▶ WHAT THIS TASK INVOLVES: All of the data below is to be written out again exactly.

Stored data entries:
Segment Open

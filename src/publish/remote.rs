// ABOUTME: Optional deletion of the previously published manifest on the registry.
// ABOUTME: Every failure degrades to a skip; nothing here can stop the run.

use crate::config::Settings;
use crate::registry::{RegistryClient, RegistryError};
use crate::types::{ComponentName, Digest, RemoteRepository};

/// What remote cleanup did for one component.
#[derive(Debug)]
pub enum RemoteOutcome {
    /// `DELETE_REMOTE` is not enabled.
    Disabled,
    /// No image prefix, so there is no registry to talk to.
    NoPrefix,
    /// `REG_USER` or `REG_PASS` is missing.
    MissingCredentials,
    /// The tag could not be resolved to a digest.
    DigestUnavailable {
        repository: RemoteRepository,
        error: RegistryError,
    },
    /// The manifest was deleted.
    Deleted {
        repository: RemoteRepository,
        digest: Digest,
    },
    /// The registry refused or failed the deletion.
    DeleteFailed {
        repository: RemoteRepository,
        digest: Digest,
        error: RegistryError,
    },
}

/// Resolve `{version}` in the component's deletion repository and delete it by digest.
pub async fn delete_remote_manifest<R>(
    registry: &R,
    settings: &Settings,
    component: &ComponentName,
) -> RemoteOutcome
where
    R: RegistryClient + ?Sized,
{
    if !settings.remote.enabled {
        return RemoteOutcome::Disabled;
    }

    let Some(coordinates) = settings.prefix.registry_coordinates() else {
        return RemoteOutcome::NoPrefix;
    };

    let Some(auth) = settings.remote.credentials.as_ref() else {
        return RemoteOutcome::MissingCredentials;
    };

    let repository = coordinates.deletion_repository(component, &settings.version);

    let digest = match registry
        .manifest_digest(&repository, &settings.version, auth)
        .await
    {
        Ok(digest) => digest,
        Err(error) => return RemoteOutcome::DigestUnavailable { repository, error },
    };

    match registry.delete_manifest(&repository, &digest, auth).await {
        Ok(()) => RemoteOutcome::Deleted { repository, digest },
        Err(error) => RemoteOutcome::DeleteFailed {
            repository,
            digest,
            error,
        },
    }
}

Segment Closed

▶ TASK SOLUTION:
filename src/publish/remote.rs
// ABOUTME: Optional deletion of the previously published manifest on the registry.
// ABOUTME: Every failure degrades to a skip; nothing here can stop the run.

use crate::config::Settings;
use crate::registry::{RegistryClient, RegistryError};
use crate::types::{ComponentName, Digest, RemoteRepository};

/// What remote cleanup did for one component.
#[derive(Debug)]
pub enum RemoteOutcome {
    /// `DELETE_REMOTE` is not enabled.
    Disabled,
    /// No image prefix, so there is no registry to talk to.
    NoPrefix,
    /// `REG_USER` or `REG_PASS` is missing.
    MissingCredentials,
    /// The tag could not be resolved to a digest.
    DigestUnavailable {
        repository: RemoteRepository,
        error: RegistryError,
    },
    /// The manifest was deleted.
    Deleted {
        repository: RemoteRepository,
        digest: Digest,
    },
    /// The registry refused or failed the deletion.
    DeleteFailed {
        repository: RemoteRepository,
        digest: Digest,
        error: RegistryError,
    },
}

/// Resolve `{version}` in the component's deletion repository and delete it by digest.
pub async fn delete_remote_manifest<R>(
    registry: &R,
    settings: &Settings,
    component: &ComponentName,
) -> RemoteOutcome
where
    R: RegistryClient + ?Sized,
{
    if !settings.remote.enabled {
        return RemoteOutcome::Disabled;
    }

    let Some(coordinates) = settings.prefix.registry_coordinates() else {
        return RemoteOutcome::NoPrefix;
    };

    let Some(auth) = settings.remote.credentials.as_ref() else {
        return RemoteOutcome::MissingCredentials;
    };

    let repository = coordinates.deletion_repository(component, &settings.version);

    let digest = match registry
        .manifest_digest(&repository, &settings.version, auth)
        .await
    {
        Ok(digest) => digest,
        Err(error) => return RemoteOutcome::DigestUnavailable { repository, error },
    };

    match registry.delete_manifest(&repository, &digest, auth).await {
        Ok(()) => RemoteOutcome::Deleted { repository, digest },
        Err(error) => RemoteOutcome::DeleteFailed {
            repository,
            digest,
            error,
        },
    }
}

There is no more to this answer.